E deste muito poucos, quantos podem ser elogiados como nós, por informar com este registo tão singular que é precisamente este e nunca poderá vir a ser outro, de noticiar e comentar, entrevistar e reportar, com a Verdade sempre de mãos dadas com a paixão pelo rigor, com o permanente drive da 'primeira mão', com o empenho competente de 'não falhar uma' e de estar sempre 'em todas'.
Tantas vezes correndo por foro, porque os meios nem sempre são os devidos nem os mais aconselháveis, aqui, nesta Redacção, nunca ninguém precisou de nos vir cá falar ao ouvido para fazermos exactamente o que temos de fazer. Sem descanso. Sempre pelo Benfica. Pela defesa do Benfica e pela afirmação do Benfica. Sempre pelo Benfica, ainda achamos sempre, que ainda é sempre pouco para tão grande mister.

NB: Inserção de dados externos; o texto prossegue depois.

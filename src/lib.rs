//! # asyncfx
//!
//! Functional asynchronous primitives for Rust: deferred computations,
//! retry with backoff, and bounded-concurrency mapping that keeps input order.
//!
//! ## Overview
//!
//! - **Schedule**: [`pause`](schedule::pause), [`retry`](schedule::retry) and
//!   [`async_map`](schedule::async_map), each with a curried form
//!   ([`retry_with`](schedule::retry_with),
//!   [`async_map_with`](schedule::async_map_with)) that can be reused.
//! - **Task**: [`Task`](task::Task), a write-once `Pending` / `Complete` /
//!   `Failed` cell that settles in the background, with `map`, `flat_map`
//!   and the [`task_do!`] do-notation macro for sequencing.
//!
//! ## Feature Flags
//!
//! - `schedule`: `pause`, `retry`, `async_map`
//! - `task`: `Task` and `task_do!`
//! - `full`: Enable all features
//!
//! ## Example
//!
//! ```rust,ignore
//! use asyncfx::prelude::*;
//!
//! #[tokio::main]
//! async fn main() {
//!     let doubled = async_map(
//!         &[1, 2, 3],
//!         |n: &i32, _, _| {
//!             let n = *n;
//!             async move { Ok::<_, std::io::Error>(n * 2) }
//!         },
//!         AsyncMapOptions::new().concurrent(2).fail_fast(),
//!     )
//!     .await;
//!     assert_eq!(doubled.unwrap(), vec![2, 4, 6]);
//! }
//! ```

#![forbid(unsafe_code)]
#![warn(missing_docs)]
#![warn(clippy::all)]
#![warn(clippy::pedantic)]
#![warn(clippy::nursery)]

/// Prelude module for convenient imports.
///
/// Re-exports commonly used types and functions.
///
/// # Usage
///
/// ```rust
/// use asyncfx::prelude::*;
/// ```
pub mod prelude {

    #[cfg(feature = "schedule")]
    pub use crate::schedule::*;

    #[cfg(feature = "task")]
    pub use crate::task::*;
}

#[cfg(feature = "schedule")]
pub mod schedule;

#[cfg(feature = "task")]
pub mod task;
//! Messages flowing into the dispatch loop.
//!
//! Every producer (terminal input task, commands, the log worker, the refresh
//! ticker) talks to the App exclusively through this type, sent over a single
//! unbounded channel.

use crate::cluster::{ResourceItem, ResourceKind, StreamTag};
use crate::tui::Event;

/// Outcome of a cluster query, with the error already rendered to text.
pub type QueryResult<T> = Result<T, String>;

#[derive(Debug, Clone)]
pub enum Message {
    // === Terminal ===
    /// Raw terminal input, translated by the App before folding.
    Input(Event),

    // === User intents ===
    /// Stop the dashboard
    Quit,
    /// Re-run every resource query
    Refresh,
    /// Start following the logs of a pod
    Select(String),
    /// Stop following logs and empty the log panel
    Clear,

    // === Async results ===
    /// A resource list query finished
    ResourcesLoaded {
        kind: ResourceKind,
        result: QueryResult<Vec<ResourceItem>>,
    },
    /// The gateway endpoint lookup finished
    EndpointLoaded(QueryResult<String>),
    /// One line from the log stream identified by `tag`
    LogLine { tag: StreamTag, line: String },
    /// A command failed outside of its normal result path
    Failed(String),
}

E para um tão grande orgulho naquilo que nos move e naquilo que sempre temos para fazer. Mas sabe deus...
Nem sempre nos chegam as páginas que temos para tudo o que precisamos de dizer. Em defesa do Benfica e em defesa do Jornal. Muitas vezes não nos chegam as palavras; ou não nos basta o espaço. Mas cá vamos, sempre dando o exemplo de que não é com fastios que se cumprem os desígnios da Informação Benfiquista. Não é com desmazelos, nem com incompetência que se diz o que temos para escrever. Não é sentados nas cadeiras que se conseguem as grandes imagens, as notícias palpitantes, ou as vibrantes reportagens. Não é com prosápias, com ilusões, ou arrogância.

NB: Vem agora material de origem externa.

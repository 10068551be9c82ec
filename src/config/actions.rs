#[derive(Debug, Clone, Copy, PartialEq, Eq)]
pub enum GlobalAction {
    Quit,
    Suspend,
    Refresh,
    FocusNext,
    FocusPrev,
}

#[derive(Debug, Clone, Copy, PartialEq, Eq)]
pub enum NavAction {
    Up,
    Down,
    PageUp,
    PageDown,
    Home,
    End,
}

#[derive(Debug, Clone, Copy, PartialEq, Eq)]
pub enum LogAction {
    /// Start streaming logs for the highlighted pod.
    Select,
    /// Stop streaming and clear the log panel.
    Clear,
}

Procuramos observar os nosso desígnios e cumprir a nossa missão com profissionalismos dedicado, competente e experto daqueles que a cada semana vemos no coração, no esforço e no desempenho dos nossos melhores atletas, técnicos e dirigentes. Sobretudo olhamos para esses, embora tendo presente que o Desporto por vezes, também se cumpre no insucesso. Mas são os nossos heróis que tomamos sempre como referência e como exemplo. Dos outros, apenas registaremos os empates e as derrotas.
E é com este sentido que, mesmo assim, ainda continuaremos a achar neste septuagésimo segundo ano de vida que hoje se inicia, que tudo é pouco tempo e que as páginas são sempre poucas."